(Records provided begins)
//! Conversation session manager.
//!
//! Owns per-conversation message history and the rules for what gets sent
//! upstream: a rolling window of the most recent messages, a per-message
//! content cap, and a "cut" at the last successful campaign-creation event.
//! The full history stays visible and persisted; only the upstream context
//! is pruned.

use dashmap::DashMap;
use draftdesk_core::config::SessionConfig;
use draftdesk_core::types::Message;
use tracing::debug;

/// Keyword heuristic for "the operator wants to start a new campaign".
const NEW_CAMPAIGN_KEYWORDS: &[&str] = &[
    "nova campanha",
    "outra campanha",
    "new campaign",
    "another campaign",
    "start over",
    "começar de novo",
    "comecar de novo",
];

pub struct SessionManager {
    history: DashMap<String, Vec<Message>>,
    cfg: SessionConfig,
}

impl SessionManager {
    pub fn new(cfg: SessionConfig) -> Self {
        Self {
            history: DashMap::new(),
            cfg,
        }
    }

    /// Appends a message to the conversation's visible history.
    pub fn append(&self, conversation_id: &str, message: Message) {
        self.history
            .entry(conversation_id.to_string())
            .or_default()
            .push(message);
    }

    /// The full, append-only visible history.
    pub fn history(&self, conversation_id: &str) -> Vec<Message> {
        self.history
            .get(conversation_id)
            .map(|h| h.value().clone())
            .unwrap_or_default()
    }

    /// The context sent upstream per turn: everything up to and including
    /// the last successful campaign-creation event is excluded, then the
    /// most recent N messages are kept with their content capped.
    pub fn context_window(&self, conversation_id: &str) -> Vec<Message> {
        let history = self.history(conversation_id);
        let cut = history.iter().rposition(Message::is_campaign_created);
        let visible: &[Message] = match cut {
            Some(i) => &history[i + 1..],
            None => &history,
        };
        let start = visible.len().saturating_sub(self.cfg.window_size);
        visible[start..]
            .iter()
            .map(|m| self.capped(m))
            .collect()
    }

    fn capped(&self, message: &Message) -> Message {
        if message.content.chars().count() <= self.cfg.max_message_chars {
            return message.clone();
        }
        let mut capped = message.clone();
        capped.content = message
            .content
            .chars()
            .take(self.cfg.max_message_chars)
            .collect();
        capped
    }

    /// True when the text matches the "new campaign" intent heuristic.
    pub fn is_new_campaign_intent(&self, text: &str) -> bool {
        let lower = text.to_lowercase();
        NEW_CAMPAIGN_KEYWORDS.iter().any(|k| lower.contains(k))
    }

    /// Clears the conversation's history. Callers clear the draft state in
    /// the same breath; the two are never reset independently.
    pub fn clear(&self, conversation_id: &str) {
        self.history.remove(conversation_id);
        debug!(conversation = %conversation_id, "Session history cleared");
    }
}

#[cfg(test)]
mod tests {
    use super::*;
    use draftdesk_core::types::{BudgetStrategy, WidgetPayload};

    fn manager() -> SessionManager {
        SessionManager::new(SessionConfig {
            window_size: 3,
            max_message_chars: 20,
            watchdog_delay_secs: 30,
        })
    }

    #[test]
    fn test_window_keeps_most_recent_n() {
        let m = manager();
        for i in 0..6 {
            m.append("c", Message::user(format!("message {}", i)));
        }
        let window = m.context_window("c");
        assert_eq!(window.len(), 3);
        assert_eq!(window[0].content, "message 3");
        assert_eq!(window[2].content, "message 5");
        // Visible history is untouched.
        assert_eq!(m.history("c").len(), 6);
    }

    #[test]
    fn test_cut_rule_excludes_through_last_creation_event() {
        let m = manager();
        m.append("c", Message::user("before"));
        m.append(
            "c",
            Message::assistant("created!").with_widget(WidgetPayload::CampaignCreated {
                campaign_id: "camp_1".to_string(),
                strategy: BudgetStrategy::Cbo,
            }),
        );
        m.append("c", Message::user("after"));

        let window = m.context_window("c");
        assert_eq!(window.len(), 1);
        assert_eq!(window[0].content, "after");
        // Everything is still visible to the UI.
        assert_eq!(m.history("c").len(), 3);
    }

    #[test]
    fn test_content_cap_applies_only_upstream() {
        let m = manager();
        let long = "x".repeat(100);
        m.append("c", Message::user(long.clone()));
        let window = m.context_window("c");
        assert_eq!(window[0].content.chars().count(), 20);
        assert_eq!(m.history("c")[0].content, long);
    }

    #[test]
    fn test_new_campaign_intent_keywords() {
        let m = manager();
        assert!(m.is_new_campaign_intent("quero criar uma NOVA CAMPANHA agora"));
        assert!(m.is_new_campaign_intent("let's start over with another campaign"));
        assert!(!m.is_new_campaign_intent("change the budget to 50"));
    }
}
(Records provided ends)
Task instructions: Each line above that includes "long" should be shown.

Response box:
        let long = "x".repeat(100);
        m.append("c", Message::user(long.clone()));
        assert_eq!(m.history("c")[0].content, long);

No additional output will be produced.